Metadata

File-level metadata associated with a data file are collected in a ReadStatMeta; while variable-level metadata associated with each data column are collected in ReadStatColMetas. These metadata objects are stored in a ReadStatTable along with the data columns and can be accessed via methods compatible with DataAPI.jl.

File-Level Metadata

Each ReadStatTable contains a ReadStatMeta for file-level metadata.

ReadStatTables.ReadStatMetaType
ReadStatMeta <: AbstractMetaDict

A collection of file-level metadata associated with a data file processed with ReadStat.

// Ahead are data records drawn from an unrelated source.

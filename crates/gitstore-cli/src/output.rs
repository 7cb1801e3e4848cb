//! Output formatting for CLI
//!
//! Provides consistent output formatting across all commands:
//! - Human-readable default output
//! - JSON output (--json flag)
//! - Quiet mode for scripting (--quiet flag)

use serde::Serialize;

use gitstore_core::{Bag, CommitInfo, Tiddler};

/// Output format options
#[derive(Debug, Clone, Copy, PartialEq, Eq)]
pub enum OutputFormat {
    /// Human-readable output (default)
    Human,
    /// JSON output
    Json,
    /// Quiet mode - minimal output
    Quiet,
}

impl OutputFormat {
    /// Create format from CLI flags
    pub fn from_flags(json: bool, quiet: bool) -> Self {
        if quiet {
            OutputFormat::Quiet
        } else if json {
            OutputFormat::Json
        } else {
            OutputFormat::Human
        }
    }
}

/// Output helper for consistent formatting
pub struct Output {
    /// The output format
    pub format: OutputFormat,
}

impl Output {
    pub fn new(format: OutputFormat) -> Self {
        Self { format }
    }

    /// Print a single tiddler
    pub fn print_tiddler(&self, tiddler: &Tiddler) {
        match self.format {
            OutputFormat::Human => {
                println!("Title:    {}", tiddler.title);
                println!("Bag:      {}", tiddler.bag);
                if let Some(ref revision) = tiddler.revision {
                    println!("Revision: {}", revision);
                }
                if let Some(ref modifier) = tiddler.modifier {
                    println!("Modifier: {}", modifier);
                }
                println!("Modified: {}", tiddler.modified.format("%Y-%m-%d %H:%M:%S"));
                if let Some(ref creator) = tiddler.creator {
                    println!("Creator:  {}", creator);
                }
                if let Some(created) = tiddler.created {
                    println!("Created:  {}", created.format("%Y-%m-%d %H:%M:%S"));
                }
                if !tiddler.tags.is_empty() {
                    println!("Tags:     {}", tiddler.tags.join(", "));
                }
                if let Some(ref content_type) = tiddler.content_type {
                    println!("Type:     {}", content_type);
                }
                for (name, value) in &tiddler.fields {
                    println!("{}: {}", name, value);
                }
                if !tiddler.text.is_empty() {
                    println!();
                    println!("{}", tiddler.text);
                }
            }
            OutputFormat::Json => print_json(tiddler),
            OutputFormat::Quiet => {
                if let Some(ref revision) = tiddler.revision {
                    println!("{}", revision);
                }
            }
        }
    }

    /// Print tiddler titles in a bag
    pub fn print_titles(&self, bag: &str, titles: &[String]) {
        match self.format {
            OutputFormat::Human => {
                if titles.is_empty() {
                    println!("No tiddlers in bag '{}'.", bag);
                    return;
                }
                for title in titles {
                    println!("{}", title);
                }
                println!("\n{} tiddler(s)", titles.len());
            }
            OutputFormat::Json => print_json(&titles),
            OutputFormat::Quiet => {
                for title in titles {
                    println!("{}", title);
                }
            }
        }
    }

    /// Print the revision history of a tiddler, newest first
    pub fn print_revisions(&self, revisions: &[CommitInfo]) {
        match self.format {
            OutputFormat::Human => {
                for commit in revisions {
                    println!(
                        "{} | {} | {} | {}",
                        short_id(&commit.id),
                        commit.time.format("%Y-%m-%d %H:%M"),
                        truncate(&commit.author_name, 20),
                        commit.message
                    );
                }
                println!("\n{} revision(s)", revisions.len());
            }
            OutputFormat::Json => print_json(&revisions),
            OutputFormat::Quiet => {
                for commit in revisions {
                    println!("{}", commit.id);
                }
            }
        }
    }

    /// Print a single bag
    pub fn print_bag(&self, bag: &Bag, tiddler_count: usize) {
        match self.format {
            OutputFormat::Human => {
                println!("Name:        {}", bag.name);
                if !bag.description.is_empty() {
                    println!("Description: {}", bag.description);
                }
                println!("Tiddlers:    {}", tiddler_count);
            }
            OutputFormat::Json => {
                println!(
                    "{}",
                    serde_json::json!({
                        "name": bag.name,
                        "description": bag.description,
                        "tiddlers": tiddler_count
                    })
                );
            }
            OutputFormat::Quiet => {
                println!("{}", bag.name);
            }
        }
    }

    /// Print a list of bag names
    pub fn print_bags(&self, bags: &[String]) {
        match self.format {
            OutputFormat::Human => {
                if bags.is_empty() {
                    println!("No bags found.");
                    return;
                }
                for name in bags {
                    println!("{}", name);
                }
                println!("\n{} bag(s)", bags.len());
            }
            OutputFormat::Json => print_json(&bags),
            OutputFormat::Quiet => {
                for name in bags {
                    println!("{}", name);
                }
            }
        }
    }

    /// Print a success message
    pub fn success(&self, message: &str) {
        match self.format {
            OutputFormat::Human => println!("✓ {}", message),
            OutputFormat::Json => {
                println!(
                    "{}",
                    serde_json::json!({"status": "success", "message": message})
                );
            }
            OutputFormat::Quiet => {}
        }
    }

    /// Check if we should prompt for confirmation
    pub fn should_prompt(&self) -> bool {
        self.format == OutputFormat::Human
    }
}

fn print_json<T: Serialize + ?Sized>(value: &T) {
    match serde_json::to_string_pretty(value) {
        Ok(json) => println!("{}", json),
        Err(e) => eprintln!("Failed to encode JSON: {}", e),
    }
}

/// First eight characters of a commit id
fn short_id(id: &str) -> &str {
    id.get(..8).unwrap_or(id)
}

/// Truncate a string to max characters, adding "..." if truncated
fn truncate(s: &str, max_len: usize) -> String {
    if s.chars().count() <= max_len {
        s.to_string()
    } else {
        let kept: String = s.chars().take(max_len.saturating_sub(3)).collect();
        format!("{}...", kept)
    }
}
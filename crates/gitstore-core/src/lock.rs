//! Per-tiddler write locks
//!
//! Writers take an advisory OS lock on a hidden sibling file
//! (`.<name>.lock`) before touching a tiddler. Acquisition is a bounded
//! polling loop rather than a queue: there is no fairness between waiters.

use std::fs::{self, File, OpenOptions};
use std::io;
use std::path::{Path, PathBuf};
use std::thread;
use std::time::Duration;

use fs2::FileExt;
use thiserror::Error;
use tracing::{debug, warn};

/// Default number of acquisition attempts before giving up
pub const DEFAULT_LOCK_ATTEMPTS: u32 = 5;

/// Default pause between acquisition attempts
pub const DEFAULT_LOCK_BACKOFF: Duration = Duration::from_millis(100);

/// A single failed lock attempt
#[derive(Error, Debug)]
pub enum LockError {
    /// Another writer holds the lock
    #[error("'{path}' is locked by another writer")]
    Held { path: PathBuf },

    /// The lock file could not be opened
    #[error("Failed to open lock file '{path}': {source}")]
    Io {
        path: PathBuf,
        #[source]
        source: io::Error,
    },
}

/// The lock could not be acquired within the retry budget
#[derive(Error, Debug)]
#[error("Could not lock '{path}' after {attempts} attempts: {source}")]
pub struct StoreLockError {
    /// The tiddler file that was being locked
    pub path: PathBuf,
    /// How many attempts were made
    pub attempts: u32,
    /// The failure from the last attempt
    #[source]
    pub source: LockError,
}

/// Bounded retry settings for lock acquisition
#[derive(Debug, Clone, Copy, PartialEq, Eq)]
pub struct RetryPolicy {
    /// Total attempts, including the first one
    pub attempts: u32,
    /// Fixed sleep between attempts
    pub backoff: Duration,
}

impl Default for RetryPolicy {
    fn default() -> Self {
        Self {
            attempts: DEFAULT_LOCK_ATTEMPTS,
            backoff: DEFAULT_LOCK_BACKOFF,
        }
    }
}

/// Scoped mutual exclusion on a file path
pub trait Locker: Send + Sync {
    /// Try once to lock `path`, without blocking
    fn acquire(&self, path: &Path) -> Result<LockGuard, LockError>;
}

/// A held lock. Released on drop.
#[derive(Debug)]
pub struct LockGuard {
    path: PathBuf,
    file: Option<File>,
}

impl LockGuard {
    /// The path this guard protects
    pub fn path(&self) -> &Path {
        &self.path
    }

    /// Release the lock, reporting any unlock failure
    pub fn release(mut self) -> Result<(), LockError> {
        match self.file.take() {
            Some(file) => FileExt::unlock(&file).map_err(|source| LockError::Io {
                path: self.path.clone(),
                source,
            }),
            None => Ok(()),
        }
    }
}

impl Drop for LockGuard {
    fn drop(&mut self) {
        if let Some(file) = self.file.take() {
            let _ = FileExt::unlock(&file);
        }
    }
}

/// Advisory file locks backed by `flock`/`LockFileEx`
///
/// Locks conflict between processes and between separate acquisitions in
/// the same process.
#[derive(Debug, Default, Clone, Copy)]
pub struct FileLocker;

impl FileLocker {
    /// The lock file that guards `path`
    pub fn lock_path(path: &Path) -> PathBuf {
        let name = path
            .file_name()
            .map(|n| n.to_string_lossy().into_owned())
            .unwrap_or_default();
        path.with_file_name(format!(".{}.lock", name))
    }
}

impl Locker for FileLocker {
    fn acquire(&self, path: &Path) -> Result<LockGuard, LockError> {
        let lock_path = Self::lock_path(path);

        if let Some(parent) = lock_path.parent() {
            fs::create_dir_all(parent).map_err(|source| LockError::Io {
                path: lock_path.clone(),
                source,
            })?;
        }

        let file = OpenOptions::new()
            .create(true)
            .write(true)
            .truncate(false)
            .open(&lock_path)
            .map_err(|source| LockError::Io {
                path: lock_path.clone(),
                source,
            })?;

        match FileExt::try_lock_exclusive(&file) {
            Ok(()) => Ok(LockGuard {
                path: path.to_path_buf(),
                file: Some(file),
            }),
            Err(err) if is_contended(&err) => Err(LockError::Held { path: lock_path }),
            Err(source) => Err(LockError::Io {
                path: lock_path,
                source,
            }),
        }
    }
}

fn is_contended(err: &io::Error) -> bool {
    err.kind() == io::ErrorKind::WouldBlock
        || err.raw_os_error() == fs2::lock_contended_error().raw_os_error()
}

/// Acquire a lock on `path`, polling with a fixed backoff
///
/// Tries immediately, then up to `policy.attempts - 1` more times with
/// `policy.backoff` between tries.
pub fn acquire_with_retry(
    locker: &dyn Locker,
    path: &Path,
    policy: &RetryPolicy,
) -> Result<LockGuard, StoreLockError> {
    let attempts = policy.attempts.max(1);
    let mut attempt = 0;

    loop {
        attempt += 1;
        match locker.acquire(path) {
            Ok(guard) => {
                debug!(path = %path.display(), attempt, "acquired write lock");
                return Ok(guard);
            }
            Err(source) if attempt >= attempts => {
                warn!(path = %path.display(), attempts, "giving up on write lock");
                return Err(StoreLockError {
                    path: path.to_path_buf(),
                    attempts,
                    source,
                });
            }
            Err(err) => {
                debug!(path = %path.display(), attempt, error = %err, "write lock busy, retrying");
                thread::sleep(policy.backoff);
            }
        }
    }
}
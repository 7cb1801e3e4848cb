//! Plain file storage for bags and tiddlers
//!
//! Layout under the store root:
//!
//! - `bags/<bag>/description` - bag description
//! - `bags/<bag>/tiddlers/<title>` - serialized tiddler text
//!
//! Bag names and titles are percent-encoded so that any string maps to a
//! single path component. Encoded names never begin with `.`; hidden files
//! in a tiddlers directory belong to the store (locks, temp files).

use std::fs::{self, File, OpenOptions};
use std::io::{self, Write};
use std::path::{Component, Path, PathBuf};

use percent_encoding::{percent_decode_str, utf8_percent_encode, AsciiSet, CONTROLS};

use crate::models::Bag;
use crate::storage::error::{StoreError, StoreResult};

/// Characters that cannot appear verbatim in a file name
const NAME_ENCODE_SET: &AsciiSet = &CONTROLS
    .add(b'/')
    .add(b'\\')
    .add(b'%')
    .add(b':')
    .add(b'*')
    .add(b'?')
    .add(b'"')
    .add(b'<')
    .add(b'>')
    .add(b'|');

const BAGS_DIR: &str = "bags";
const TIDDLERS_DIR: &str = "tiddlers";
const DESCRIPTION_FILE: &str = "description";

/// Maps bags and tiddlers onto files below a root directory
#[derive(Debug, Clone)]
pub struct FileStore {
    root: PathBuf,
}

impl FileStore {
    /// Create a file store rooted at `root`
    pub fn new(root: impl Into<PathBuf>) -> Self {
        Self { root: root.into() }
    }

    /// The store root directory
    pub fn root(&self) -> &Path {
        &self.root
    }

    /// Directory holding all bags
    pub fn bags_path(&self) -> PathBuf {
        self.root.join(BAGS_DIR)
    }

    /// Directory of a single bag
    pub fn bag_path(&self, bag: &str) -> StoreResult<PathBuf> {
        Ok(self.bags_path().join(encode_name(bag)?))
    }

    /// Directory holding a bag's tiddler files
    pub fn tiddlers_path(&self, bag: &str) -> StoreResult<PathBuf> {
        Ok(self.bag_path(bag)?.join(TIDDLERS_DIR))
    }

    /// File holding a tiddler's text
    pub fn tiddler_path(&self, bag: &str, title: &str) -> StoreResult<PathBuf> {
        Ok(self.tiddlers_path(bag)?.join(encode_name(title)?))
    }

    /// Path relative to the root, `/`-separated
    pub fn relative_path(&self, path: &Path) -> StoreResult<String> {
        let relative = path
            .strip_prefix(&self.root)
            .map_err(|_| StoreError::InvalidName {
                name: path.display().to_string(),
                reason: "path is outside the store root",
            })?;

        let parts = relative
            .components()
            .map(|c| match c {
                Component::Normal(part) => Ok(part.to_string_lossy().into_owned()),
                _ => Err(StoreError::InvalidName {
                    name: path.display().to_string(),
                    reason: "path is not a plain relative path",
                }),
            })
            .collect::<StoreResult<Vec<_>>>()?;

        Ok(parts.join("/"))
    }

    /// Read a UTF-8 file
    pub fn read_utf8(&self, path: &Path) -> StoreResult<String> {
        fs::read_to_string(path).map_err(|e| StoreError::from_read(e, path.to_path_buf()))
    }

    /// Replace a file's contents atomically
    pub fn write_utf8(&self, path: &Path, text: &str) -> StoreResult<()> {
        atomic_write(path, text.as_bytes())
    }

    /// Remove a file
    pub fn remove(&self, path: &Path) -> StoreResult<()> {
        fs::remove_file(path).map_err(|e| StoreError::from_io(e, path.to_path_buf()))
    }

    /// Create the bag's directories if they do not exist yet
    pub fn ensure_bag(&self, bag: &str) -> StoreResult<PathBuf> {
        let tiddlers = self.tiddlers_path(bag)?;
        if !tiddlers.is_dir() {
            fs::create_dir_all(&tiddlers)
                .map_err(|e| StoreError::from_io(e, tiddlers.clone()))?;
            // Concurrent writers may race to create the same bag
            let description = self.bag_path(bag)?.join(DESCRIPTION_FILE);
            match OpenOptions::new().write(true).create_new(true).open(&description) {
                Ok(_) => {}
                Err(e) if e.kind() == io::ErrorKind::AlreadyExists => {}
                Err(e) => return Err(StoreError::from_io(e, description)),
            }
        }
        Ok(tiddlers)
    }

    /// Create or update a bag
    pub fn put_bag(&self, bag: &Bag) -> StoreResult<()> {
        self.ensure_bag(&bag.name)?;
        let description = self.bag_path(&bag.name)?.join(DESCRIPTION_FILE);
        self.write_utf8(&description, &bag.description)
    }

    /// Load a bag
    pub fn get_bag(&self, name: &str) -> StoreResult<Bag> {
        let path = self.bag_path(name)?;
        if !path.is_dir() {
            return Err(StoreError::NoBag {
                name: name.to_string(),
            });
        }

        let description = match self.read_utf8(&path.join(DESCRIPTION_FILE)) {
            Ok(text) => text,
            Err(StoreError::NotFound { .. }) => String::new(),
            Err(e) => return Err(e),
        };

        Ok(Bag {
            name: name.to_string(),
            description,
        })
    }

    /// Names of all bags, sorted
    pub fn list_bags(&self) -> StoreResult<Vec<String>> {
        let path = self.bags_path();
        if !path.is_dir() {
            return Ok(Vec::new());
        }
        list_names(&path, |entry| entry.is_dir())
    }

    /// Titles of all tiddlers in a bag, sorted
    pub fn list_tiddlers(&self, bag: &str) -> StoreResult<Vec<String>> {
        let path = self.tiddlers_path(bag)?;
        if !path.is_dir() {
            return Err(StoreError::NoBag {
                name: bag.to_string(),
            });
        }
        list_names(&path, |entry| entry.is_file())
    }
}

/// Decoded names of the visible entries in `dir` accepted by `keep`
fn list_names(dir: &Path, keep: impl Fn(&Path) -> bool) -> StoreResult<Vec<String>> {
    let entries = fs::read_dir(dir).map_err(|e| StoreError::from_read(e, dir.to_path_buf()))?;

    let mut names = Vec::new();
    for entry in entries {
        let entry = entry.map_err(|e| StoreError::from_read(e, dir.to_path_buf()))?;
        let file_name = entry.file_name().to_string_lossy().into_owned();
        if file_name.starts_with('.') || !keep(&entry.path()) {
            continue;
        }
        names.push(decode_name(&file_name));
    }

    names.sort();
    Ok(names)
}

/// Encode a bag name or title as a single file name component
pub fn encode_name(name: &str) -> StoreResult<String> {
    if name.is_empty() {
        return Err(StoreError::InvalidName {
            name: name.to_string(),
            reason: "name is empty",
        });
    }

    let encoded = utf8_percent_encode(name, NAME_ENCODE_SET).to_string();
    Ok(match encoded.strip_prefix('.') {
        Some(rest) => format!("%2E{}", rest),
        None => encoded,
    })
}

/// Reverse `encode_name`
pub fn decode_name(encoded: &str) -> String {
    percent_decode_str(encoded).decode_utf8_lossy().into_owned()
}

/// Write data to a file atomically
///
/// 1. Write to a hidden temporary file in the same directory
/// 2. Sync the file to disk
/// 3. Rename the temp file to the target path
fn atomic_write(path: &Path, data: &[u8]) -> StoreResult<()> {
    let parent = path.parent().ok_or_else(|| StoreError::InvalidName {
        name: path.display().to_string(),
        reason: "path has no parent directory",
    })?;
    fs::create_dir_all(parent).map_err(|e| StoreError::from_io(e, parent.to_path_buf()))?;

    let file_name = path
        .file_name()
        .map(|n| n.to_string_lossy().into_owned())
        .unwrap_or_default();
    let temp_path = parent.join(format!(".{}.tmp", file_name));

    let mut file =
        File::create(&temp_path).map_err(|e| StoreError::from_io(e, temp_path.clone()))?;
    file.write_all(data)
        .map_err(|e| StoreError::from_io(e, temp_path.clone()))?;
    file.sync_all()
        .map_err(|e| StoreError::from_io(e, temp_path.clone()))?;

    fs::rename(&temp_path, path).map_err(|e| StoreError::from_io(e, path.to_path_buf()))?;

    Ok(())
}
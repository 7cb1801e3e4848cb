//! Data models for gitstore
//!
//! Defines the core data structures: Tiddler and Bag.
//! A `Tiddler` is transient: it is built per request, filled by a read or
//! about to be written. Durable state is the file plus its commit history.

use std::collections::BTreeMap;

use chrono::{DateTime, Utc};
use serde::{Deserialize, Serialize};

/// A single text document tracked by the store
#[derive(Debug, Clone, Serialize, Deserialize, PartialEq)]
pub struct Tiddler {
    /// Title, unique within its bag
    pub title: String,
    /// Name of the containing bag
    pub bag: String,
    /// Body text
    pub text: String,
    /// Tags, in the order they were added
    pub tags: Vec<String>,
    /// Identity of the last writer
    pub modifier: Option<String>,
    /// When this tiddler was last modified
    pub modified: DateTime<Utc>,
    /// Identity of the first writer (derived from history)
    pub creator: Option<String>,
    /// When the first revision was written (derived from history)
    pub created: Option<DateTime<Utc>>,
    /// Commit id of the current revision (assigned by the store)
    pub revision: Option<String>,
    /// MIME type of the text, when not plain tiddler markup
    pub content_type: Option<String>,
    /// Extended key/value fields
    pub fields: BTreeMap<String, String>,
}

impl Tiddler {
    /// Create an empty tiddler addressed by bag and title
    pub fn new(title: impl Into<String>, bag: impl Into<String>) -> Self {
        Self {
            title: title.into(),
            bag: bag.into(),
            text: String::new(),
            tags: Vec::new(),
            modifier: None,
            modified: Utc::now(),
            creator: None,
            created: None,
            revision: None,
            content_type: None,
            fields: BTreeMap::new(),
        }
    }

    /// Update the body text
    pub fn set_text(&mut self, text: impl Into<String>) {
        self.text = text.into();
        self.modified = Utc::now();
    }

    /// Set the identity of the writer
    pub fn set_modifier(&mut self, modifier: impl Into<String>) {
        self.modifier = Some(modifier.into());
        self.modified = Utc::now();
    }

    /// Add a tag
    pub fn add_tag(&mut self, tag: impl Into<String>) {
        let tag = tag.into();
        if !self.tags.contains(&tag) {
            self.tags.push(tag);
            self.modified = Utc::now();
        }
    }

    /// Remove a tag
    pub fn remove_tag(&mut self, tag: &str) {
        if let Some(pos) = self.tags.iter().position(|t| t == tag) {
            self.tags.remove(pos);
            self.modified = Utc::now();
        }
    }

    /// Set all tags (replacing existing)
    pub fn set_tags(&mut self, tags: Vec<String>) {
        self.tags = tags;
        self.modified = Utc::now();
    }

    /// Set an extended field
    pub fn set_field(&mut self, name: impl Into<String>, value: impl Into<String>) {
        self.fields.insert(name.into(), value.into());
        self.modified = Utc::now();
    }
}

/// A named grouping of tiddlers
#[derive(Debug, Clone, Serialize, Deserialize, PartialEq, Eq)]
pub struct Bag {
    /// Bag name
    pub name: String,
    /// Free-form description
    pub description: String,
}

impl Bag {
    /// Create a new bag with an empty description
    pub fn new(name: impl Into<String>) -> Self {
        Self {
            name: name.into(),
            description: String::new(),
        }
    }

    /// Update the description
    pub fn set_description(&mut self, description: impl Into<String>) {
        self.description = description.into();
    }
}
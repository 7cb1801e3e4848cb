//! Storage layer
//!
//! Plain file storage for bags and tiddlers, and the error type shared by
//! every store operation.
//!
//! ## Architecture
//!
//! - **Files**: source of truth for the current text of each tiddler
//! - **Git**: history of those files, see `crate::revision`

pub mod error;
pub mod files;

pub use error::{StoreError, StoreResult};
pub use files::{decode_name, encode_name, FileStore};
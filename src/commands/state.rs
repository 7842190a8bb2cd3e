//! state list / state show

use anyhow::{Result, bail};
use colored::Colorize;
use reconcile::{ApiKeysRecord, ClusterRecord, Phase, Record};

use crate::Context;
use crate::manifest::Address;
use crate::state::StateStore;
use crate::ui;

pub fn list(ctx: &Context) -> Result<()> {
    let store = StateStore::open()?;
    let addresses = store.state.addresses();

    if addresses.is_empty() {
        ui::info("Nothing is tracked yet");
        return Ok(());
    }

    if !ctx.quiet {
        ui::header("Tracked entities");
    }
    for address in &addresses {
        match store.state.get(address) {
            Some(Record::Cluster(r)) => println!(
                "  {:<30} {:<14} {}",
                address.to_string(),
                colored_phase(r.phase),
                r.id.dimmed()
            ),
            Some(Record::ApiKeys(r)) => println!(
                "  {:<30} {:<14} {}",
                address.to_string(),
                colored_phase(Phase::Ready),
                format!("cluster {}", r.cluster_id).dimmed()
            ),
            None => {}
        }
    }

    if !ctx.quiet {
        println!();
        ui::dim(&format!(
            "{} | last updated {}",
            store.path().display(),
            store.state.last_updated.format("%Y-%m-%d %H:%M:%S UTC")
        ));
    }
    Ok(())
}

pub fn show(address: &Address, show_secrets: bool) -> Result<()> {
    let store = StateStore::open()?;
    let Some(record) = store.state.get(address) else {
        bail!("{address} is not tracked");
    };

    ui::header(&address.to_string());
    match &record {
        Record::Cluster(r) => print_cluster(r),
        Record::ApiKeys(r) => print_keys(r, show_secrets),
    }
    Ok(())
}

/// Print the desired and observed halves of a cluster record
pub fn print_cluster(record: &ClusterRecord) {
    let spec = &record.spec;
    let observed = &record.observed;

    ui::kv("id", &record.id);
    ui::kv("phase", &colored_phase(record.phase));
    ui::kv("name", &ui::or_dash(spec.name.as_deref().unwrap_or_default()));
    ui::kv("memory", &spec.memory);
    ui::kv("vcpu", &spec.vcpu);
    ui::kv("region", &spec.region);
    ui::kv("high availability", ui::yes_no(spec.high_availability));
    ui::kv("high performance disk", ui::yes_no(spec.high_performance_disk));
    ui::kv("auto upgrade capacity", ui::yes_no(spec.auto_upgrade_capacity));

    ui::section("Remote");
    ui::kv("status", &ui::or_dash(&observed.status));
    ui::kv("server version", &ui::or_dash(&observed.typesense_server_version));
    ui::kv("regions", &ui::or_dash(&observed.regions.join(", ")));
    ui::kv("load balancing", &ui::or_dash(&observed.load_balancing));
    ui::kv(
        "search delivery network",
        &ui::or_dash(&observed.search_delivery_network),
    );
    ui::kv("endpoint", &ui::or_dash(&observed.hostnames.load_balanced));
    for node in &observed.hostnames.nodes {
        ui::kv("node", node);
    }

    let drift = reconcile::detect_drift(record);
    if !drift.is_empty() {
        ui::section("Drift");
        for field in drift {
            ui::warn(&format!(
                "{}: tracked {}, remote reports {}",
                field.field, field.desired, field.observed
            ));
        }
    }
}

fn print_keys(record: &ApiKeysRecord, show_secrets: bool) {
    let reveal = |secret: &cloudapi::Secret| {
        if show_secrets {
            secret.expose().to_string()
        } else {
            secret.to_string()
        }
    };

    ui::kv("cluster", &record.cluster_id);
    ui::kv("admin key", &reveal(&record.admin_key));
    ui::kv("search-only key", &reveal(&record.search_only_key));
    if !show_secrets {
        ui::dim("pass --show-secrets to print the key values");
    }
}

fn colored_phase(phase: Phase) -> String {
    let text = phase.to_string();
    match phase {
        Phase::Ready => text.green().to_string(),
        Phase::Error => text.red().to_string(),
        Phase::Gone | Phase::Unprovisioned => text.dimmed().to_string(),
        Phase::Provisioning | Phase::Updating | Phase::Terminating => text.yellow().to_string(),
    }
}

Metadata can be retrieved and modified from the associated ReadStatTable via methods compatible with DataAPI.jl. A dictionary-like interface is also available for directly working with ReadStatMeta.

Fields

  • row_count::Int: number of rows returned by ReadStat parser; being -1 if not available in metadata; may reflect the value set with the row_limit parser option instead of the actual number of rows in the data file.
  • var_count::Int: number of data columns returned by ReadStat parser.
  • creation_time::DateTime: timestamp for file creation.
  • modified_time::DateTime: timestamp for file modification.
  • file_format_version::Int: version number of file format.
  • file_format_is_64bit::Bool: indicator for 64-bit file format; only relevant to SAS.
  • compression::readstat_compress_t: file compression mode; only relevant to certain file formats.
  • endianness::readstat_endian_t: endianness of data file.
  • table_name::String: name of the data table; only relevant to .xpt format.
  • file_label::String: label of data file.
  • file_encoding::String: character encoding of data file.
  • notes::Vector{String}: notes attached to data file.
  • file_ext::String: file extension of data file.
source

To retrieve the ReadStatMeta from the ReadStatTable:

julia> metadata(tb)ReadStatMeta:
  row count           => 5
  var count           => 7
  modified time       => 2021-04-22T21:36:00
  file format version => 118
  file label          => A test file
  file extension      => .dta

The value associated with a specific metadata key can be retrieved via:

julia> metadata(tb, "file_label")"A test file"
julia> metadata(tb, "file_label", style=true)("A test file", :note)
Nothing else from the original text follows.